Dans ses romans, notamment dans Americanah, l'écrivaine nigériane adopte des positions très engagées socialement sur les questions de race et de genre. Certains de ses compatriotes considèrent avec suspicion ce militantisme qui serait imputable à des influences occidentales. Indéniablement, l'éducation d'Adichie dans un milieu aisé de Nsukka est teintée de valeurs occidentales. Au cours de ses études aux États-Unis, elle fait l'expérience du racisme et apprend la fierté de son africanité, qui la distingue des Noirs américains.
Pleinement femme, Adichie revendique sa féminité mais ne laisse pas réduire son identité à son genre. Son intervention We Should All Be Feminist pleine d'humour dans une conférence TEDx lui donne une notoriété et l'incite à approfondir encore la question du genre. Le manifeste de Chimamanda Ngozi,Adichie a la forme d'une lettre à Ijeawele, son amie qui lui demande conseils pour donner une éducation féministe à sa fille Chizalum.
Les quinze propositions de l'autrice mettent en évidence le poids de traditions qui assignent les femmes à un rôle déterminé. Ces routines entretiennent l'utilisation de tournures langagières qui favorisent à leur tour la perpétuation de pratiques discriminantes.
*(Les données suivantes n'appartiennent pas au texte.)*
pub mod container;
pub mod element;
pub mod reader;

pub use container::{Dataset, SharedContainer};
pub use element::{Element, ElementType};
pub use reader::ContainerReader;
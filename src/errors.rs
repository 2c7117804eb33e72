use thiserror::Error;

/// Result type for collective operations.
pub type Result<T> = std::result::Result<T, CoordinationError>;

#[derive(Error, Debug)]
pub enum CoordinationError {
    #[error("Configuration error: {0}")]
    Config(String),

    #[error("Group initialization error: {0}")]
    GroupInit(String),

    #[error("Synchronization violation in {operation}: {reason}")]
    SyncViolation {
        operation: String, // e.g., "size exchange" or "dataset define"
        reason: String,
    },

    #[error("Size overflow while {context}")]
    SizeOverflow { context: String },

    #[error("Invalid container '{path}': {reason}")]
    InvalidContainer { path: String, reason: String },

    #[error("Collective {operation} failed on rank(s) {ranks:?}")]
    PeerFailure {
        operation: String,
        ranks: Vec<usize>,
    },

    #[error("Worker {rank} aborted: {reason}")]
    WorkerAborted { rank: usize, reason: String },

    #[error(transparent)]
    Storage(#[from] std::io::Error),
}
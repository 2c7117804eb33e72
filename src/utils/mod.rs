pub mod load_toml;
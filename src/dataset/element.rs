use bytemuck::Pod;
use std::fmt::Debug;

/// On-disk element encodings supported by a container dataset.
#[derive(Debug, Clone, Copy, PartialEq, Eq)]
pub enum ElementType {
    I32,
    I64,
    U32,
    U64,
}

impl ElementType {
    pub fn code(self) -> u8 {
        match self {
            ElementType::I32 => 1,
            ElementType::I64 => 2,
            ElementType::U32 => 3,
            ElementType::U64 => 4,
        }
    }

    pub fn from_code(code: u8) -> Option<ElementType> {
        match code {
            1 => Some(ElementType::I32),
            2 => Some(ElementType::I64),
            3 => Some(ElementType::U32),
            4 => Some(ElementType::U64),
            _ => None,
        }
    }

    /// Width of one element in bytes.
    pub fn width(self) -> usize {
        match self {
            ElementType::I32 | ElementType::U32 => 4,
            ElementType::I64 | ElementType::U64 => 8,
        }
    }
}

/// Rust-side element types that map onto an [`ElementType`] encoding.
pub trait Element: Pod + Debug + Send + Sync + 'static {
    const ELEMENT_TYPE: ElementType;
}

impl Element for i32 {
    const ELEMENT_TYPE: ElementType = ElementType::I32;
}

impl Element for i64 {
    const ELEMENT_TYPE: ElementType = ElementType::I64;
}

impl Element for u32 {
    const ELEMENT_TYPE: ElementType = ElementType::U32;
}

impl Element for u64 {
    const ELEMENT_TYPE: ElementType = ElementType::U64;
}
Le racisme me met en colère. Le sexisme me met en colère. Mais j'ai récemment pris conscience que le sexisme me met plus en colère encore que le racisme.
Parce que dans ma colère contre le sexisme, je me sens souvent seule. Parce que nombre de gens que jaime et de personnes qui m’entourent reconnaissent facilement l'existence d’injustices raciales, mais pas celle d’injustices de genre.

p.34

La grande conscience des mécanismes d'exclusion liés au racisme aide Adichie à trouver les mots qui conviennent pour dénoncer ceux qui affectent les femmes. En usant du ton détaché que permet la correspondance avec une amie, mâtiné d'humour, l'écrivaine relève de manière exhaustive les inégalités de genre sans paraître sentencieuse.

Aurélia Blanc avec son Tu seras un homme – féministe – mon fils ! rappelle qu'une société non discriminante repose sur l'éducation et qu'elle ne se limite pas aux petites filles !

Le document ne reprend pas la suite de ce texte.